The battle was decided in the days after the guns stopped. The two fleets drifted south within sight of each other while Graves's mauled van was in no state to renew the fight, and when both finally turned back for the bay, the French got there first. De Grasse found the Newport squadron already inside with the siege artillery, and now had thirty-five or thirty-six ships of the line sealing the bay. Graves, outnumbered and battered, turned for New York to refit. That settled it. Cornwallis needed the bay to be supplied, reinforced, or evacuated, and after that week he had none of the three. When Britain's relief fleet finally sailed to save him, it left New York on October 19, 1781, the very day Cornwallis surrendered.

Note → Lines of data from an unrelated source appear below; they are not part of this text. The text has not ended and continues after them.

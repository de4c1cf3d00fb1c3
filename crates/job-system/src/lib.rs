//!
//! # Job System
//!
//! Shelf's Job System coordinates a single logical operation ("download this system upgrade",
//! "refresh all sources") across every backend able to perform it, like package managers
//! or system image updaters, and joins them back into a single result.
//!
//! Just bring your backends as [`Backend`] trait objects and a [`Request`], the coordinator will:
//! - Dispatch the request to every enabled backend supporting the operation, in registration order;
//! - Run all backend operations concurrently on the calling task, without locks;
//! - Join exactly once, no matter if zero, some or all backends were started;
//! - Surface the first error reported, counting (and logging) the ones after it;
//! - Stop starting new backend operations once the cancellation token is signaled.
//!
//! The same join machinery is available as [`FanOut`] and [`SectionLoader`] for any other
//! "start N things, wait for all of them" need, like loading the sections of a page.
//!
//! ## Basic example
//!
//! ```
//! use shelf_job_system::{
//!     async_trait, Backend, DownloadUpgradeFlags, Entity, Error, JobCoordinator, OperationKind,
//!     Request,
//! };
//! use std::sync::Arc;
//! use tokio_util::sync::CancellationToken;
//!
//! struct ImageUpdater;
//!
//! #[async_trait]
//! impl Backend for ImageUpdater {
//!     fn name(&self) -> &str {
//!         "image-updater"
//!     }
//!
//!     fn supports(&self, kind: OperationKind) -> bool {
//!         kind == OperationKind::DownloadUpgrade
//!     }
//!
//!     async fn handle(&self, _request: &Request, _token: CancellationToken) -> Result<(), Error> {
//!         Ok(())
//!     }
//! }
//!
//! #[tokio::main]
//! async fn main() {
//!     let backends: Vec<Arc<dyn Backend>> = vec![Arc::new(ImageUpdater)];
//!     let request = Request::download_upgrade(
//!         Entity::operating_system("org.example.OS", "Example OS 42"),
//!         DownloadUpgradeFlags::default(),
//!     );
//!
//!     let res = JobCoordinator::new()
//!         .run(&request, &backends, &CancellationToken::new())
//!         .await;
//!
//!     assert!(res.is_ok());
//! }
//! ```

#![warn(
	clippy::all,
	clippy::pedantic,
	clippy::correctness,
	clippy::perf,
	clippy::style,
	clippy::suspicious,
	clippy::complexity,
	clippy::nursery,
	clippy::unwrap_used,
	unused_qualifications,
	rust_2018_idioms,
	trivial_casts,
	trivial_numeric_casts,
	unused_allocation,
	clippy::unnecessary_cast,
	clippy::cast_lossless,
	clippy::cast_possible_truncation,
	clippy::cast_possible_wrap,
	clippy::cast_precision_loss,
	clippy::cast_sign_loss,
	clippy::dbg_macro,
	clippy::deprecated_cfg_attr,
	clippy::separated_literal_suffix,
	deprecated
)]
#![forbid(deprecated_in_future)]
#![allow(clippy::missing_errors_doc, clippy::module_name_repetitions)]

mod backend;
mod config;
mod coordinator;
mod error;
mod fan_out;
mod manager;
mod pending;
mod report;
mod request;
mod section;

pub use async_trait::async_trait;

pub use backend::{Backend, Backends};
pub use config::{init_tracing, JobSystemConfig};
pub use coordinator::JobCoordinator;
pub use error::{ConfigError, Error};
pub use fan_out::{FanOut, Joined};
pub use manager::JobManager;
pub use pending::{ErrorSlot, PendingOps};
pub use report::{JobReport, Outcome};
pub use request::{
	DownloadUpgradeFlags, Entity, EntityId, EntityKind, InstallFlags, JobId, Operation,
	OperationKind, RefreshMetadataFlags, Request, Target, UninstallFlags, UpdateFlags,
	UpgradeFlags,
};
pub use section::{LoadOutcome, SectionBatch, SectionLoader};
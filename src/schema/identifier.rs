//! CPF (Brazilian national identifier) handling
//!
//! A CPF is 9 base digits followed by 2 check digits. Each check digit is a
//! weighted mod-11 sum over the digits before it, with remainders below 2
//! mapping to 0.

use lazy_static::lazy_static;
use regex::Regex;

pub const CPF_LENGTH: usize = 11;

lazy_static! {
    static ref NON_DIGIT: Regex = Regex::new(r"\D").unwrap();
}

/// Strip every non-digit character
pub fn normalize(raw: &str) -> String {
    NON_DIGIT.replace_all(raw, "").into_owned()
}

/// Check length, degenerate sequences and both check digits
pub fn is_valid(cpf: &str) -> bool {
    let digits: Vec<u32> = match cpf.chars().map(|c| c.to_digit(10)).collect() {
        Some(digits) => digits,
        None => return false,
    };

    if digits.len() != CPF_LENGTH {
        return false;
    }

    // 000.000.000-00, 111.111.111-11, ... pass the checksum but are not issued
    if digits.iter().all(|&d| d == digits[0]) {
        return false;
    }

    check_digit(&digits[..9]) == digits[9] && check_digit(&digits[..10]) == digits[10]
}

/// Weighted mod-11 check digit over `digits`; weights run from len+1 down to 2
fn check_digit(digits: &[u32]) -> u32 {
    let top_weight = digits.len() as u32 + 1;
    let sum: u32 = digits
        .iter()
        .enumerate()
        .map(|(i, d)| d * (top_weight - i as u32))
        .sum();

    let remainder = sum % 11;
    if remainder < 2 {
        0
    } else {
        11 - remainder
    }
}

/// Render digits as `XXX.XXX.XXX-YY`
///
/// Partial input is masked progressively: only the groups typed so far get
/// their punctuation. Anything beyond 11 digits is dropped.
pub fn format(raw: &str) -> String {
    let digits: String = normalize(raw).chars().take(CPF_LENGTH).collect();

    let mut formatted = String::with_capacity(14);
    for (i, c) in digits.chars().enumerate() {
        match i {
            3 | 6 => formatted.push('.'),
            9 => formatted.push('-'),
            _ => {}
        }
        formatted.push(c);
    }
    formatted
}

And while the Chesapeake decided America, the rest of the Royal Navy was scattered across the globe holding everything else: pinned to the marathon Great Siege of Gibraltar, fighting over the sugar islands of the West Indies, dueling squadrons off India. Britain did not lose the war at sea. It lost the sea at one place, for one month, and that one month was enough. Yorktown happened in the gap.
The honest verdict
America never built a navy that mattered. The Continental Navy lost or burned essentially everything it ever floated; all thirteen of its original frigates were gone before the war ended, and the last ship was sold off in 1785. What America actually had at sea was three things and one borrowed one. It had privateers that stung, hundreds of ships chasing prizes, four-digit prize counts, London insurance rates climbing, a real and painful tax on Britain's commerce that never came close to threatening British command of the ocean. It had one captain who became a legend, mostly by refusing to surrender a ship that was sinking under him. It had a dark ledger of prison hulks that killed more of its sailors than every battle of the war combined. And when the moment came to actually win, it borrowed a navy: an ally's fleet won the decisive battle without a single American vessel present. The rebels never contested command of the sea. They made British sea power expensive, survived it, and borrowed a real fleet for the one month that counted.
The United States remembered all of it. When it finally built a fleet of its own, six frigates authorized in 1794, one of them the Constitution, it built them with the memory of a war it had fought at sea with almost nothing. The navy keeps its birthday in 1775. Its actual fleet begins in 1794. That, though, is a different story.